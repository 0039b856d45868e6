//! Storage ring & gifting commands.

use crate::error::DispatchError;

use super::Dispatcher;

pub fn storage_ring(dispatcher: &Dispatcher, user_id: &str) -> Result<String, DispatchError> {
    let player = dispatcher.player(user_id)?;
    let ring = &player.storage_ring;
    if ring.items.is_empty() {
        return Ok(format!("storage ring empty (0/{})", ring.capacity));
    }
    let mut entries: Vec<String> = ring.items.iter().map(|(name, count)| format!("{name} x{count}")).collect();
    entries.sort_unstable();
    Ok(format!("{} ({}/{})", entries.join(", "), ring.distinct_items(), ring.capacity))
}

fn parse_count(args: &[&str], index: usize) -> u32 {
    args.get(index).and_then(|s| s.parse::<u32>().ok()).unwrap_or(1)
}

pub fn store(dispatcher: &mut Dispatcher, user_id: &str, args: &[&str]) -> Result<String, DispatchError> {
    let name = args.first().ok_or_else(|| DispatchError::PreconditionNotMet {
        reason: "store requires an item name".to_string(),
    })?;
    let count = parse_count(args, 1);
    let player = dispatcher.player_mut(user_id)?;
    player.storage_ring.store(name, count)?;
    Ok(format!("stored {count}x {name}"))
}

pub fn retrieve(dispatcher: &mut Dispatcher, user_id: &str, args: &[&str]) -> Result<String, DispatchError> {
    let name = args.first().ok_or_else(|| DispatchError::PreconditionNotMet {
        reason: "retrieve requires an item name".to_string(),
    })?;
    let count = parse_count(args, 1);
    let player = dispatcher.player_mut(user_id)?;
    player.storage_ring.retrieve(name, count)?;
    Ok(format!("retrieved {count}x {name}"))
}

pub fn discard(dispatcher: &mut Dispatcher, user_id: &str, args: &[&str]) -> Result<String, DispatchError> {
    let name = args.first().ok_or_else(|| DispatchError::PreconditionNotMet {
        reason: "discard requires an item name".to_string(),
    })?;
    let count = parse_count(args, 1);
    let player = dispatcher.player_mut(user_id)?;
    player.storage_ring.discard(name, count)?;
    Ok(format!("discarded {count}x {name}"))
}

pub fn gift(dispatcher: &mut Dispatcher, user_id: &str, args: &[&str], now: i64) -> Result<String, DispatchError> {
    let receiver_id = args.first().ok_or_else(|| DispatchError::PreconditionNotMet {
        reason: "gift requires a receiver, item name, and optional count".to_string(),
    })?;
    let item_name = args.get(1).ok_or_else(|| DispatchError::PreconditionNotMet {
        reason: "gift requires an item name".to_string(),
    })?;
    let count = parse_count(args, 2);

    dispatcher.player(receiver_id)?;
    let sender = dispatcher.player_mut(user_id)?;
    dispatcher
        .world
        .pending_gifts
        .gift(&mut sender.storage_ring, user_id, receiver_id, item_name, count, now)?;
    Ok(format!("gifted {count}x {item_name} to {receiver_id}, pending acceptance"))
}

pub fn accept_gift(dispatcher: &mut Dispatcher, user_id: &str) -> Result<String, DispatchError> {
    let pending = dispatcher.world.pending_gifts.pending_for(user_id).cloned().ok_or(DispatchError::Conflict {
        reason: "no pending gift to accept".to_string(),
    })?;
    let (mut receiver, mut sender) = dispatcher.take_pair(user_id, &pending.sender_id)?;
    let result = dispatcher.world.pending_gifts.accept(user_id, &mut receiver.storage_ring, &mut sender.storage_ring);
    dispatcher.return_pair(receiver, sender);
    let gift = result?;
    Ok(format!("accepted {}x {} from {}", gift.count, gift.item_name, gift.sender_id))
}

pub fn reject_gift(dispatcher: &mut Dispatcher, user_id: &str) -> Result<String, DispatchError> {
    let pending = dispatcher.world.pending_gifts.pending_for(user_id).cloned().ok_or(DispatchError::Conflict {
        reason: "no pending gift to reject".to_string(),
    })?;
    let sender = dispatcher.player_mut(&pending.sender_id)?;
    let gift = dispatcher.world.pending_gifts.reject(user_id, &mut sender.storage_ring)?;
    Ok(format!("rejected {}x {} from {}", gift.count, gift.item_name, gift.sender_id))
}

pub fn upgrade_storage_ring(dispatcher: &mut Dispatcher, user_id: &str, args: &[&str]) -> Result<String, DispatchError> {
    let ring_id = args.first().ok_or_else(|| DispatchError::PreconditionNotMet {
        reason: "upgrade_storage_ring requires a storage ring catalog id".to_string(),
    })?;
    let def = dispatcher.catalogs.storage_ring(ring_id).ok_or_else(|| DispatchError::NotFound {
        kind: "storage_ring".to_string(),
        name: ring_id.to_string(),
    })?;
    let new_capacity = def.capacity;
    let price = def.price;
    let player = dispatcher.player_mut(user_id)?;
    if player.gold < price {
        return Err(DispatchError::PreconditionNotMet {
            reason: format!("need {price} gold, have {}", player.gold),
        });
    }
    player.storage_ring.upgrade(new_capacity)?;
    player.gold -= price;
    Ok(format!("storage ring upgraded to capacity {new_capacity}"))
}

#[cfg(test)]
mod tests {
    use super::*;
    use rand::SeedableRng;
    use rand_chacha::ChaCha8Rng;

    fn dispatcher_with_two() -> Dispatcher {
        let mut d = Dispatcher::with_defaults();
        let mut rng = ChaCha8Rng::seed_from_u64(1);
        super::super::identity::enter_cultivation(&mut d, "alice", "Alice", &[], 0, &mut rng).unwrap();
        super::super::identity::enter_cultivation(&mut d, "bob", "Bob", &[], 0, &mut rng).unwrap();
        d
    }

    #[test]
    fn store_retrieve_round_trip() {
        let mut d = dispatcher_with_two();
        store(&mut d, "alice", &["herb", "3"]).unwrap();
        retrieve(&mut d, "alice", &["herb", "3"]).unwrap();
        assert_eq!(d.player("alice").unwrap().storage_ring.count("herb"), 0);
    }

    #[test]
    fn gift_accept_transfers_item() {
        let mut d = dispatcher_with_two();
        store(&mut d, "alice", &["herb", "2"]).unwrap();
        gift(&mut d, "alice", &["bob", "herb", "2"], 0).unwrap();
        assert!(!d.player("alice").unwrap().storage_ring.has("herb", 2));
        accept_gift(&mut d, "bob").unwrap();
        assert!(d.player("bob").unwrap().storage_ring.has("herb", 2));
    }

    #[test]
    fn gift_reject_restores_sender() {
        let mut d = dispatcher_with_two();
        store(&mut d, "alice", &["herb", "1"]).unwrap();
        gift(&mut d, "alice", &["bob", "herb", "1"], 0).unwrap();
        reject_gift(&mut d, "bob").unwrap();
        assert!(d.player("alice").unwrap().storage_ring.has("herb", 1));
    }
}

○ ○ ○ ○ ○

== Your instructions ==
Please report how many lines of the listing contain the word "price", and include nothing beyond that number.

== Result ==
4